> _Required action_: In the data below, work out how many lines include the string "still". Only the number should be given.

(Dataset entries)
◆ ◆ ◆ ◆
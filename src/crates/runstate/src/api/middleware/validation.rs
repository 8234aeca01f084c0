//! Request validation helpers

use crate::api::error::{ApiError, ApiResult};

/// Longest accepted namespace, graph name, node name or identifier
pub const MAX_NAME_LENGTH: usize = 255;

/// Validate that a required string field is not empty
pub fn validate_not_empty(value: &str, field_name: &str) -> ApiResult<()> {
    if value.trim().is_empty() {
        return Err(ApiError::ValidationError(format!("{} cannot be empty", field_name)));
    }
    Ok(())
}

/// Validate a path name: non-empty, bounded, no whitespace
pub fn validate_identifier(value: &str, field_name: &str) -> ApiResult<()> {
    validate_not_empty(value, field_name)?;
    if value.len() > MAX_NAME_LENGTH {
        return Err(ApiError::ValidationError(format!(
            "{} cannot exceed {} characters",
            field_name, MAX_NAME_LENGTH
        )));
    }
    if value.chars().any(char::is_whitespace) {
        return Err(ApiError::ValidationError(format!(
            "{} cannot contain whitespace",
            field_name
        )));
    }
    Ok(())
}

/// Validate an enqueue batch size, clamping it to the configured maximum
pub fn validate_batch_size(batch_size: u32, max: u32) -> ApiResult<u32> {
    if batch_size == 0 {
        return Err(ApiError::ValidationError("batch_size must be greater than 0".to_string()));
    }
    Ok(batch_size.min(max))
}

#[cfg(test)]
mod tests {
    use super::*;

    #[test]
    fn test_validate_not_empty() {
        assert!(validate_not_empty("ns", "namespace").is_ok());
        assert!(validate_not_empty("  ", "namespace").is_err());
    }

    #[test]
    fn test_validate_identifier() {
        assert!(validate_identifier("my-graph_1", "graph").is_ok());
        assert!(validate_identifier("my graph", "graph").is_err());
        assert!(validate_identifier(&"x".repeat(MAX_NAME_LENGTH + 1), "graph").is_err());
    }

    #[test]
    fn test_validate_batch_size() {
        assert_eq!(validate_batch_size(10, 100).unwrap(), 10);
        assert!(validate_batch_size(0, 100).is_err());
        assert_eq!(validate_batch_size(5_000, 100).unwrap(), 100);
    }
}
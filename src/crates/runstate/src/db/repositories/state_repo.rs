//! State ledger repository
//!
//! Every status change is a compare-and-set: an `UPDATE ... WHERE id = ? AND
//! status = ?` whose affected-row count tells the caller whether it won.

use sqlx::{Executor, Sqlite};

use crate::db::models::{NewState, State};
use crate::StateStatus;

/// Statuses whose outputs can feed a successor
const FINISHED: &str = "('EXECUTED', 'NEXT_CREATED')";

/// State repository for ledger operations
pub struct StateRepository;

impl StateRepository {
    /// Insert a new `CREATED` state
    ///
    /// Returns `false` when a state with the same dedupe key already exists in
    /// the namespace, in which case nothing is written.
    pub async fn insert<'e, E>(executor: E, state: &NewState, now: &str) -> Result<bool, sqlx::Error>
    where
        E: Executor<'e, Database = Sqlite>,
    {
        let inputs = serde_json::to_string(&state.inputs).unwrap_or_else(|_| "{}".to_string());
        let parents = serde_json::to_string(&state.parents).unwrap_or_else(|_| "{}".to_string());
        let branch = serde_json::to_string(&state.branch).unwrap_or_else(|_| "{}".to_string());

        let result = sqlx::query(
            "INSERT INTO states (
                id, run_id, namespace, graph_name, graph_version, identifier, node_name,
                status, inputs, parents, branch, attempt, max_attempts, retry_of,
                dedupe_key, enqueue_after, created_at, updated_at
             )
             VALUES (?, ?, ?, ?, ?, ?, ?, 'CREATED', ?, ?, ?, ?, ?, ?, ?, ?, ?, ?)
             ON CONFLICT (namespace, dedupe_key) DO NOTHING",
        )
        .bind(&state.id)
        .bind(&state.run_id)
        .bind(&state.namespace)
        .bind(&state.graph_name)
        .bind(state.graph_version)
        .bind(&state.identifier)
        .bind(&state.node_name)
        .bind(inputs)
        .bind(parents)
        .bind(branch)
        .bind(state.attempt)
        .bind(state.max_attempts)
        .bind(&state.retry_of)
        .bind(&state.dedupe_key)
        .bind(&state.enqueue_after)
        .bind(now)
        .bind(now)
        .execute(executor)
        .await?;

        Ok(result.rows_affected() == 1)
    }

    /// Get a state by id within a namespace
    pub async fn get<'e, E>(executor: E, namespace: &str, id: &str) -> Result<Option<State>, sqlx::Error>
    where
        E: Executor<'e, Database = Sqlite>,
    {
        sqlx::query_as::<_, State>("SELECT * FROM states WHERE namespace = ? AND id = ?")
            .bind(namespace)
            .bind(id)
            .fetch_optional(executor)
            .await
    }

    /// Get several states by id, in no particular order
    pub async fn get_many<'e, E>(executor: E, ids: &[String]) -> Result<Vec<State>, sqlx::Error>
    where
        E: Executor<'e, Database = Sqlite>,
    {
        if ids.is_empty() {
            return Ok(Vec::new());
        }

        let sql = format!("SELECT * FROM states WHERE id IN ({})", placeholders(ids.len()));
        let mut query = sqlx::query_as::<_, State>(&sql);
        for id in ids {
            query = query.bind(id);
        }
        query.fetch_all(executor).await
    }

    /// States of a namespace, newest first
    pub async fn list_by_namespace<'e, E>(
        executor: E,
        namespace: &str,
        limit: i64,
    ) -> Result<Vec<State>, sqlx::Error>
    where
        E: Executor<'e, Database = Sqlite>,
    {
        sqlx::query_as::<_, State>(
            "SELECT * FROM states WHERE namespace = ?
             ORDER BY created_at DESC, id DESC LIMIT ?",
        )
        .bind(namespace)
        .bind(limit)
        .fetch_all(executor)
        .await
    }

    /// States of one run, in creation order
    pub async fn list_by_run<'e, E>(
        executor: E,
        namespace: &str,
        run_id: &str,
    ) -> Result<Vec<State>, sqlx::Error>
    where
        E: Executor<'e, Database = Sqlite>,
    {
        sqlx::query_as::<_, State>(
            "SELECT * FROM states WHERE namespace = ? AND run_id = ?
             ORDER BY created_at, id",
        )
        .bind(namespace)
        .bind(run_id)
        .fetch_all(executor)
        .await
    }

    /// Distinct run ids of a namespace, most recently started first
    pub async fn run_ids<'e, E>(executor: E, namespace: &str) -> Result<Vec<String>, sqlx::Error>
    where
        E: Executor<'e, Database = Sqlite>,
    {
        sqlx::query_scalar::<_, String>(
            "SELECT run_id FROM states WHERE namespace = ?
             GROUP BY run_id ORDER BY MIN(created_at) DESC",
        )
        .bind(namespace)
        .fetch_all(executor)
        .await
    }

    /// Whether any state already uses `run_id` in the namespace
    pub async fn run_exists<'e, E>(executor: E, namespace: &str, run_id: &str) -> Result<bool, sqlx::Error>
    where
        E: Executor<'e, Database = Sqlite>,
    {
        let found = sqlx::query_scalar::<_, i64>(
            "SELECT 1 FROM states WHERE namespace = ? AND run_id = ? LIMIT 1",
        )
        .bind(namespace)
        .bind(run_id)
        .fetch_optional(executor)
        .await?;

        Ok(found.is_some())
    }

    /// Ids of claimable states, oldest first
    ///
    /// Candidates are `CREATED`, of one of `node_names`, and past their
    /// `enqueue_after`. Selecting is not claiming: callers must still win
    /// [`StateRepository::claim`] per id.
    pub async fn claim_candidates<'e, E>(
        executor: E,
        namespace: &str,
        node_names: &[String],
        now: &str,
        limit: i64,
    ) -> Result<Vec<String>, sqlx::Error>
    where
        E: Executor<'e, Database = Sqlite>,
    {
        if node_names.is_empty() || limit <= 0 {
            return Ok(Vec::new());
        }

        let sql = format!(
            "SELECT id FROM states
             WHERE namespace = ? AND status = 'CREATED' AND node_name IN ({})
               AND (enqueue_after IS NULL OR enqueue_after <= ?)
             ORDER BY created_at, id
             LIMIT ?",
            placeholders(node_names.len())
        );

        let mut query = sqlx::query_scalar::<_, String>(&sql).bind(namespace);
        for name in node_names {
            query = query.bind(name);
        }
        query.bind(now).bind(limit).fetch_all(executor).await
    }

    /// Claim one state: `CREATED -> QUEUED`, starting its lease
    ///
    /// Returns the claimed row, or `None` when another caller got there first.
    /// The statement is drained with `fetch_all` so the write is stepped to
    /// completion and committed before the row is handed back.
    pub async fn claim<'e, E>(executor: E, id: &str, now: &str) -> Result<Option<State>, sqlx::Error>
    where
        E: Executor<'e, Database = Sqlite>,
    {
        let rows = sqlx::query_as::<_, State>(
            "UPDATE states SET status = 'QUEUED', queued_at = ?, updated_at = ?
             WHERE id = ? AND status = 'CREATED'
             RETURNING *",
        )
        .bind(now)
        .bind(now)
        .bind(id)
        .fetch_all(executor)
        .await?;
        Ok(rows.into_iter().next())
    }

    /// Compare-and-set a status change
    pub async fn transition<'e, E>(
        executor: E,
        id: &str,
        from: StateStatus,
        to: StateStatus,
        now: &str,
    ) -> Result<bool, sqlx::Error>
    where
        E: Executor<'e, Database = Sqlite>,
    {
        let result = sqlx::query("UPDATE states SET status = ?, updated_at = ? WHERE id = ? AND status = ?")
            .bind(to.as_str())
            .bind(now)
            .bind(id)
            .bind(from.as_str())
            .execute(executor)
            .await?;

        Ok(result.rows_affected() == 1)
    }

    /// `QUEUED -> EXECUTED`, storing the reported output sets
    pub async fn record_outputs<'e, E>(
        executor: E,
        id: &str,
        outputs: &str,
        now: &str,
    ) -> Result<bool, sqlx::Error>
    where
        E: Executor<'e, Database = Sqlite>,
    {
        let result = sqlx::query(
            "UPDATE states SET status = 'EXECUTED', outputs = ?, updated_at = ?
             WHERE id = ? AND status = 'QUEUED'",
        )
        .bind(outputs)
        .bind(now)
        .bind(id)
        .execute(executor)
        .await?;

        Ok(result.rows_affected() == 1)
    }

    /// `from -> ERRORED`, storing the error message
    pub async fn record_error<'e, E>(
        executor: E,
        id: &str,
        from: StateStatus,
        error: &str,
        now: &str,
    ) -> Result<bool, sqlx::Error>
    where
        E: Executor<'e, Database = Sqlite>,
    {
        let result = sqlx::query(
            "UPDATE states SET status = 'ERRORED', error = ?, updated_at = ?
             WHERE id = ? AND status = ?",
        )
        .bind(error)
        .bind(now)
        .bind(id)
        .bind(from.as_str())
        .execute(executor)
        .await?;

        Ok(result.rows_affected() == 1)
    }

    /// `QUEUED -> TIMEDOUT` for an expired lease
    pub async fn record_timeout<'e, E>(executor: E, id: &str, error: &str, now: &str) -> Result<bool, sqlx::Error>
    where
        E: Executor<'e, Database = Sqlite>,
    {
        let result = sqlx::query(
            "UPDATE states SET status = 'TIMEDOUT', error = ?, updated_at = ?
             WHERE id = ? AND status = 'QUEUED'",
        )
        .bind(error)
        .bind(now)
        .bind(id)
        .execute(executor)
        .await?;

        Ok(result.rows_affected() == 1)
    }

    /// Finished states of one vertex in a run, usable as join inputs
    pub async fn finished_for_identifier<'e, E>(
        executor: E,
        namespace: &str,
        run_id: &str,
        identifier: &str,
    ) -> Result<Vec<State>, sqlx::Error>
    where
        E: Executor<'e, Database = Sqlite>,
    {
        let sql = format!(
            "SELECT * FROM states
             WHERE namespace = ? AND run_id = ? AND identifier = ? AND status IN {}
             ORDER BY created_at, id",
            FINISHED
        );

        sqlx::query_as::<_, State>(&sql)
            .bind(namespace)
            .bind(run_id)
            .bind(identifier)
            .fetch_all(executor)
            .await
    }

    /// `QUEUED` states whose lease started before `cutoff`
    pub async fn expired_leases<'e, E>(executor: E, cutoff: &str, limit: i64) -> Result<Vec<State>, sqlx::Error>
    where
        E: Executor<'e, Database = Sqlite>,
    {
        sqlx::query_as::<_, State>(
            "SELECT * FROM states WHERE status = 'QUEUED' AND queued_at < ?
             ORDER BY queued_at LIMIT ?",
        )
        .bind(cutoff)
        .bind(limit)
        .fetch_all(executor)
        .await
    }

    /// `ERRORED` and `TIMEDOUT` states whose chain still has attempts left
    pub async fn retryable<'e, E>(executor: E, limit: i64) -> Result<Vec<State>, sqlx::Error>
    where
        E: Executor<'e, Database = Sqlite>,
    {
        sqlx::query_as::<_, State>(
            "SELECT * FROM states
             WHERE status IN ('ERRORED', 'TIMEDOUT') AND attempt + 1 < max_attempts
             ORDER BY updated_at LIMIT ?",
        )
        .bind(limit)
        .fetch_all(executor)
        .await
    }

    /// `TIMEDOUT` states whose chain has no attempts left
    pub async fn exhausted_timeouts<'e, E>(executor: E, limit: i64) -> Result<Vec<State>, sqlx::Error>
    where
        E: Executor<'e, Database = Sqlite>,
    {
        sqlx::query_as::<_, State>(
            "SELECT * FROM states
             WHERE status = 'TIMEDOUT' AND attempt + 1 >= max_attempts
             ORDER BY updated_at LIMIT ?",
        )
        .bind(limit)
        .fetch_all(executor)
        .await
    }

    /// Number of states per status within a run
    pub async fn status_counts<'e, E>(
        executor: E,
        namespace: &str,
        run_id: &str,
    ) -> Result<Vec<(String, i64)>, sqlx::Error>
    where
        E: Executor<'e, Database = Sqlite>,
    {
        sqlx::query_as::<_, (String, i64)>(
            "SELECT status, COUNT(*) FROM states WHERE namespace = ? AND run_id = ?
             GROUP BY status ORDER BY status",
        )
        .bind(namespace)
        .bind(run_id)
        .fetch_all(executor)
        .await
    }
}

fn placeholders(count: usize) -> String {
    vec!["?"; count].join(", ")
}

#[cfg(test)]
mod tests {
    use super::*;

    #[test]
    fn test_placeholders() {
        assert_eq!(placeholders(1), "?");
        assert_eq!(placeholders(3), "?, ?, ?");
    }
}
◆ ◆ ◆ ◆
> _Task solution_: 2